Collected data entries ::
□ □ □ □
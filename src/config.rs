//! Client configuration, from serde or the `VDB_*` environment variables.

use serde::{Deserialize, Serialize};
use std::time::Duration;

use crate::cache::Ceilings;
use crate::enrich::MergeStrategy;
use crate::error::{Error, Result};
use crate::types::ReadConsistency;

#[derive(Debug, Clone, Serialize, Deserialize)]
#[serde(default)]
pub struct ClientConfig {
    /// Server address, e.g. "http://10.0.0.1:80"
    pub url: String,
    /// Account name sent in the authorization header
    pub username: String,
    /// API key sent in the authorization header
    pub api_key: Option<String>,
    /// Timeout applied to each transport call, not to a whole split sequence
    pub timeout_secs: u64,
    /// Read consistency for queries and searches
    pub read_consistency: ReadConsistency,
    /// Encode/decode limit for one gRPC message
    pub max_message_bytes: usize,
    /// How slim-pass scores are paired with rehydrated records
    pub merge_strategy: MergeStrategy,
    /// Default split ceilings used before anything is learned
    pub ceilings: Ceilings,
}

impl Default for ClientConfig {
    fn default() -> Self {
        Self {
            url: "http://127.0.0.1:80".to_string(),
            username: "root".to_string(),
            api_key: None,
            timeout_secs: 10,
            read_consistency: ReadConsistency::default(),
            max_message_bytes: 100 * 1024 * 1024,
            merge_strategy: MergeStrategy::default(),
            ceilings: Ceilings::default(),
        }
    }
}

impl ClientConfig {
    pub fn new(url: impl Into<String>, username: impl Into<String>, api_key: impl Into<String>) -> Self {
        Self {
            url: url.into(),
            username: username.into(),
            api_key: Some(api_key.into()),
            ..Self::default()
        }
    }

    pub fn from_env() -> Self {
        let mut config = Self::default();

        if let Ok(url) = std::env::var("VDB_URL") {
            config.url = url;
        }
        if let Ok(user) = std::env::var("VDB_USERNAME") {
            config.username = user;
        }
        if let Ok(key) = std::env::var("VDB_API_KEY") {
            config.api_key = Some(key);
        }
        if let Ok(val) = std::env::var("VDB_TIMEOUT_SECS") {
            if let Ok(v) = val.parse() {
                config.timeout_secs = v;
            }
        }
        if let Ok(val) = std::env::var("VDB_READ_CONSISTENCY") {
            if let Some(rc) = ReadConsistency::parse(&val) {
                config.read_consistency = rc;
            }
        }
        if let Ok(val) = std::env::var("VDB_MAX_MESSAGE_BYTES") {
            if let Ok(v) = val.parse() {
                config.max_message_bytes = v;
            }
        }
        if let Ok(val) = std::env::var("VDB_MERGE_STRATEGY") {
            match val.as_str() {
                "positional" => config.merge_strategy = MergeStrategy::Positional,
                "by_id" => config.merge_strategy = MergeStrategy::ById,
                _ => {}
            }
        }

        config
    }

    pub fn timeout(&self) -> Duration {
        Duration::from_secs(self.timeout_secs)
    }

    /// Endpoint URI with an explicit port and scheme.
    pub fn endpoint(&self) -> Result<String> {
        let (scheme, rest) = match self.url.split_once("://") {
            Some((scheme, rest)) => (scheme, rest),
            None => ("http", self.url.as_str()),
        };
        let rest = rest.trim_end_matches('/');
        if rest.is_empty() {
            return Err(Error::Config(format!("invalid url: {:?}", self.url)));
        }
        if rest.rsplit_once(':').is_some_and(|(_, port)| port.parse::<u16>().is_ok()) {
            Ok(format!("{scheme}://{rest}"))
        } else {
            Ok(format!("{scheme}://{rest}:80"))
        }
    }

    /// Value of the `authorization` metadata entry.
    pub fn authorization(&self) -> Result<String> {
        let key = self
            .api_key
            .as_deref()
            .ok_or_else(|| Error::Config("api key is not set".to_string()))?;
        Ok(format!("Bearer account={}&api_key={}", self.username, key))
    }
}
□ □ □ □
WHAT THE TASK REQUIRES ::
The reply should contain all of the entries exactly as shown above.

REPLY TO THE TASK ::
filename src/config.rs
//! Client configuration, from serde or the `VDB_*` environment variables.

use serde::{Deserialize, Serialize};
use std::time::Duration;

use crate::cache::Ceilings;
use crate::enrich::MergeStrategy;
use crate::error::{Error, Result};
use crate::types::ReadConsistency;

#[derive(Debug, Clone, Serialize, Deserialize)]
#[serde(default)]
pub struct ClientConfig {
    /// Server address, e.g. "http://10.0.0.1:80"
    pub url: String,
    /// Account name sent in the authorization header
    pub username: String,
    /// API key sent in the authorization header
    pub api_key: Option<String>,
    /// Timeout applied to each transport call, not to a whole split sequence
    pub timeout_secs: u64,
    /// Read consistency for queries and searches
    pub read_consistency: ReadConsistency,
    /// Encode/decode limit for one gRPC message
    pub max_message_bytes: usize,
    /// How slim-pass scores are paired with rehydrated records
    pub merge_strategy: MergeStrategy,
    /// Default split ceilings used before anything is learned
    pub ceilings: Ceilings,
}

impl Default for ClientConfig {
    fn default() -> Self {
        Self {
            url: "http://127.0.0.1:80".to_string(),
            username: "root".to_string(),
            api_key: None,
            timeout_secs: 10,
            read_consistency: ReadConsistency::default(),
            max_message_bytes: 100 * 1024 * 1024,
            merge_strategy: MergeStrategy::default(),
            ceilings: Ceilings::default(),
        }
    }
}

impl ClientConfig {
    pub fn new(url: impl Into<String>, username: impl Into<String>, api_key: impl Into<String>) -> Self {
        Self {
            url: url.into(),
            username: username.into(),
            api_key: Some(api_key.into()),
            ..Self::default()
        }
    }

    pub fn from_env() -> Self {
        let mut config = Self::default();

        if let Ok(url) = std::env::var("VDB_URL") {
            config.url = url;
        }
        if let Ok(user) = std::env::var("VDB_USERNAME") {
            config.username = user;
        }
        if let Ok(key) = std::env::var("VDB_API_KEY") {
            config.api_key = Some(key);
        }
        if let Ok(val) = std::env::var("VDB_TIMEOUT_SECS") {
            if let Ok(v) = val.parse() {
                config.timeout_secs = v;
            }
        }
        if let Ok(val) = std::env::var("VDB_READ_CONSISTENCY") {
            if let Some(rc) = ReadConsistency::parse(&val) {
                config.read_consistency = rc;
            }
        }
        if let Ok(val) = std::env::var("VDB_MAX_MESSAGE_BYTES") {
            if let Ok(v) = val.parse() {
                config.max_message_bytes = v;
            }
        }
        if let Ok(val) = std::env::var("VDB_MERGE_STRATEGY") {
            match val.as_str() {
                "positional" => config.merge_strategy = MergeStrategy::Positional,
                "by_id" => config.merge_strategy = MergeStrategy::ById,
                _ => {}
            }
        }

        config
    }

    pub fn timeout(&self) -> Duration {
        Duration::from_secs(self.timeout_secs)
    }

    /// Endpoint URI with an explicit port and scheme.
    pub fn endpoint(&self) -> Result<String> {
        let (scheme, rest) = match self.url.split_once("://") {
            Some((scheme, rest)) => (scheme, rest),
            None => ("http", self.url.as_str()),
        };
        let rest = rest.trim_end_matches('/');
        if rest.is_empty() {
            return Err(Error::Config(format!("invalid url: {:?}", self.url)));
        }
        if rest.rsplit_once(':').is_some_and(|(_, port)| port.parse::<u16>().is_ok()) {
            Ok(format!("{scheme}://{rest}"))
        } else {
            Ok(format!("{scheme}://{rest}:80"))
        }
    }

    /// Value of the `authorization` metadata entry.
    pub fn authorization(&self) -> Result<String> {
        let key = self
            .api_key
            .as_deref()
            .ok_or_else(|| Error::Config("api key is not set".to_string()))?;
        Ok(format!("Bearer account={}&api_key={}", self.username, key))
    }
}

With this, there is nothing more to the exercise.